§ EXERCISE AIM: Would you copy each line of the records that includes the word "SegmentWriter"?

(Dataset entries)
//! Stylus preprocessing straight into the destination

use std::iter::FusedIterator;

use log::debug;

use crate::error::{IngestError, Result};

use super::{
    destination::DeviceDestination,
    sample::{NormalizedSample, PackedIter, PackedSamples, RawStylusSample},
};

/// One-pass sequence of normalized samples
///
/// Deliberately not `Clone`: once consumed it cannot be replayed.
#[derive(Debug)]
pub struct NormalizedSamples<'a> {
    raw: RawSource<'a>,
}

#[derive(Debug)]
enum RawSource<'a> {
    Samples(std::slice::Iter<'a, RawStylusSample>),
    Packed(PackedIter<'a>),
}

impl<'a> Iterator for NormalizedSamples<'a> {
    type Item = NormalizedSample;

    fn next(&mut self) -> Option<Self::Item> {
        match &mut self.raw {
            RawSource::Samples(iter) => iter.next().map(NormalizedSample::from_raw),
            RawSource::Packed(iter) => iter.next().as_ref().map(NormalizedSample::from_raw),
        }
    }

    fn size_hint(&self) -> (usize, Option<usize>) {
        match &self.raw {
            RawSource::Samples(iter) => iter.size_hint(),
            RawSource::Packed(iter) => iter.size_hint(),
        }
    }
}

impl ExactSizeIterator for NormalizedSamples<'_> {}
impl FusedIterator for NormalizedSamples<'_> {}

/// Converts raw polar stylus samples into normalized vectors
#[derive(Debug, Clone, Copy, Default)]
pub struct StylusPreprocessor;

impl StylusPreprocessor {
    /// Create a preprocessor
    pub fn new() -> Self {
        Self
    }

    /// Bytes needed to hold `count` normalized samples
    pub fn required_capacity(count: usize) -> Option<usize> {
        count.checked_mul(NormalizedSample::STRIDE)
    }

    /// Lazily normalize `raw`
    pub fn normalize<'a>(&self, raw: &'a [RawStylusSample]) -> NormalizedSamples<'a> {
        NormalizedSamples {
            raw: RawSource::Samples(raw.iter()),
        }
    }

    /// Lazily decode and normalize a packed tensor
    pub fn normalize_packed<'a>(&self, packed: PackedSamples<'a>) -> NormalizedSamples<'a> {
        NormalizedSamples {
            raw: RawSource::Packed(packed.iter()),
        }
    }

    /// Normalize `raw` into `destination` at a fixed 20-byte stride
    ///
    /// Fails with `BufferTooSmall` before writing anything when the whole
    /// batch does not fit. Returns the number of samples written.
    pub fn transform(
        &self,
        raw: &[RawStylusSample],
        destination: &mut DeviceDestination<'_>,
    ) -> Result<usize> {
        self.write_all(self.normalize(raw), destination)
    }

    /// Same as [`transform`](Self::transform), reading packed records in place
    pub fn transform_packed(
        &self,
        packed: PackedSamples<'_>,
        destination: &mut DeviceDestination<'_>,
    ) -> Result<usize> {
        self.write_all(self.normalize_packed(packed), destination)
    }

    fn write_all(
        &self,
        samples: NormalizedSamples<'_>,
        destination: &mut DeviceDestination<'_>,
    ) -> Result<usize> {
        let required = Self::required_capacity(samples.len())
            .ok_or_else(|| IngestError::buffer_too_small(usize::MAX, destination.capacity()))?;
        if destination.capacity() < required {
            return Err(IngestError::buffer_too_small(required, destination.capacity()));
        }

        let mut written = 0;
        for (index, sample) in samples.enumerate() {
            destination.write_unaligned(index * NormalizedSample::STRIDE, sample)?;
            written += 1;
        }

        debug!(
            "normalized {} stylus samples into {}",
            written,
            destination.device_address()
        );
        Ok(written)
    }
}
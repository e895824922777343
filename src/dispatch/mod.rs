//! Batch execution entry point for the host inference framework

pub mod backend;
pub mod instance;
pub mod request;
pub mod stats;

pub use backend::{Backend, ModelLifecycle};
pub use instance::{ExecutionDispatcher, InstanceConfig};
pub use request::{
    BatchResult, DeviceFrame, ExecutionRequest, ExecutionResult, Outcome, RequestPath,
};
pub use stats::DispatcherStats;
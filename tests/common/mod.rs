//! Shared fixtures for integration tests

#![allow(dead_code)]

use std::{
    collections::HashSet,
    sync::{
        atomic::{AtomicBool, AtomicUsize, Ordering},
        Mutex,
    },
};

use spatial_ingest::{
    error::{IngestError, Result},
    pinning::{DeviceAddress, GpuDriver, HostAddress, RegisterFlags},
    ring::{RingBufferConfig, SegmentWriter, HEADER_SIZE},
};
use tempfile::TempDir;

/// Fixed offset between host and device addresses handed out by [`MockDriver`]
pub const DEVICE_OFFSET: u64 = 0x7000_0000_0000;

/// In-process stand-in for the GPU driver that counts every call
#[derive(Debug, Default)]
pub struct MockDriver {
    pub registers: AtomicUsize,
    pub unregisters: AtomicUsize,
    pub device_lookups: AtomicUsize,
    pub fail_register: AtomicBool,
    pub fail_device_pointer: AtomicBool,
    pub last_flags: Mutex<Option<RegisterFlags>>,
    registered: Mutex<HashSet<HostAddress>>,
}

impl MockDriver {
    pub fn new() -> Self {
        Self::default()
    }

    pub fn failing() -> Self {
        let driver = Self::default();
        driver.fail_register.store(true, Ordering::SeqCst);
        driver
    }

    pub fn registers(&self) -> usize {
        self.registers.load(Ordering::SeqCst)
    }

    pub fn unregisters(&self) -> usize {
        self.unregisters.load(Ordering::SeqCst)
    }

    /// Ranges the driver currently considers registered
    pub fn live(&self) -> usize {
        self.registered.lock().unwrap().len()
    }
}

impl GpuDriver for MockDriver {
    fn register_host_memory(&self, address: HostAddress, _size: usize, flags: RegisterFlags) -> Result<()> {
        self.registers.fetch_add(1, Ordering::SeqCst);
        if self.fail_register.load(Ordering::SeqCst) {
            return Err(IngestError::pinning_failed(address, "mock register failure"));
        }
        *self.last_flags.lock().unwrap() = Some(flags);
        self.registered.lock().unwrap().insert(address);
        Ok(())
    }

    fn device_pointer(&self, address: HostAddress) -> Result<DeviceAddress> {
        self.device_lookups.fetch_add(1, Ordering::SeqCst);
        if self.fail_device_pointer.load(Ordering::SeqCst) {
            return Err(IngestError::pinning_failed(address, "mock lookup failure"));
        }
        Ok(DeviceAddress(address as u64 + DEVICE_OFFSET))
    }

    fn unregister_host_memory(&self, address: HostAddress) -> Result<()> {
        self.unregisters.fetch_add(1, Ordering::SeqCst);
        self.registered.lock().unwrap().remove(&address);
        Ok(())
    }
}

/// File-backed segment with a producer attached
pub fn file_segment(dir: &TempDir, name: &str, capacity: u64, stride: u32) -> (RingBufferConfig, SegmentWriter) {
    let config = RingBufferConfig::new(name, HEADER_SIZE + capacity as usize)
        .with_file_path(dir.path().join(name));
    let writer = SegmentWriter::create(config.clone(), capacity, stride).unwrap();
    (config, writer)
}
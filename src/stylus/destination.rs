//! Caller-supplied output region in device-visible memory

use std::{marker::PhantomData, ptr::NonNull};

use crate::{
    error::{IngestError, Result},
    pinning::DeviceAddress,
};

/// Bounds-checked, host-writable view of a device-visible destination
///
/// The host framework owns the memory; this crate never allocates it.
#[derive(Debug)]
pub struct DeviceDestination<'a> {
    ptr: NonNull<u8>,
    capacity: usize,
    device_address: DeviceAddress,
    _marker: PhantomData<&'a mut [u8]>,
}

unsafe impl Send for DeviceDestination<'_> {}

impl<'a> DeviceDestination<'a> {
    /// Destination over host memory that the device addresses directly
    pub fn from_slice(buffer: &'a mut [u8]) -> Self {
        let device_address = DeviceAddress(buffer.as_mut_ptr() as u64);
        Self {
            ptr: NonNull::from(&mut *buffer).cast(),
            capacity: buffer.len(),
            device_address,
            _marker: PhantomData,
        }
    }

    /// Destination from raw parts handed over by the host framework
    ///
    /// # Safety
    /// `host_ptr` must be writable for `capacity` bytes for `'a`, with no
    /// other access while this value lives, and must alias the device memory
    /// at `device_address`.
    pub unsafe fn from_raw_parts(
        host_ptr: *mut u8,
        capacity: usize,
        device_address: DeviceAddress,
    ) -> Result<Self> {
        let ptr = NonNull::new(host_ptr).ok_or_else(|| {
            IngestError::invalid_parameter("destination", "Null destination pointer")
        })?;
        Ok(Self {
            ptr,
            capacity,
            device_address,
            _marker: PhantomData,
        })
    }

    /// Capacity in bytes
    pub fn capacity(&self) -> usize {
        self.capacity
    }

    /// Device-side address of the first byte
    pub fn device_address(&self) -> DeviceAddress {
        self.device_address
    }

    /// Store `value` at byte `offset` without alignment requirements
    pub(crate) fn write_unaligned<T: Copy>(&mut self, offset: usize, value: T) -> Result<()> {
        let end = offset.checked_add(std::mem::size_of::<T>()).ok_or_else(|| {
            IngestError::buffer_too_small(usize::MAX, self.capacity)
        })?;
        if end > self.capacity {
            return Err(IngestError::buffer_too_small(end, self.capacity));
        }
        // SAFETY: [offset, end) is inside the destination
        unsafe {
            std::ptr::write_unaligned(self.ptr.as_ptr().add(offset) as *mut T, value);
        }
        Ok(())
    }
}

#[cfg(test)]
mod tests {
    use super::*;

    #[test]
    fn test_bounds_checked_write() {
        let mut storage = [0u8; 8];
        let mut dest = DeviceDestination::from_slice(&mut storage);
        assert_eq!(dest.capacity(), 8);
        dest.write_unaligned(1, 0xABCD_u16).unwrap();
        assert!(dest.write_unaligned(6, 0u32).is_err());
        drop(dest);
        assert_eq!(u16::from_ne_bytes([storage[1], storage[2]]), 0xABCD);
    }

    #[test]
    fn test_null_raw_parts_rejected() {
        let result = unsafe {
            DeviceDestination::from_raw_parts(std::ptr::null_mut(), 16, DeviceAddress(0))
        };
        assert!(result.is_err());
    }
}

§ RESPONSE AREA:
    ring::{RingBufferConfig, SegmentWriter, HEADER_SIZE},
pub fn file_segment(dir: &TempDir, name: &str, capacity: u64, stride: u32) -> (RingBufferConfig, SegmentWriter) {
    let writer = SegmentWriter::create(config.clone(), capacity, stride).unwrap();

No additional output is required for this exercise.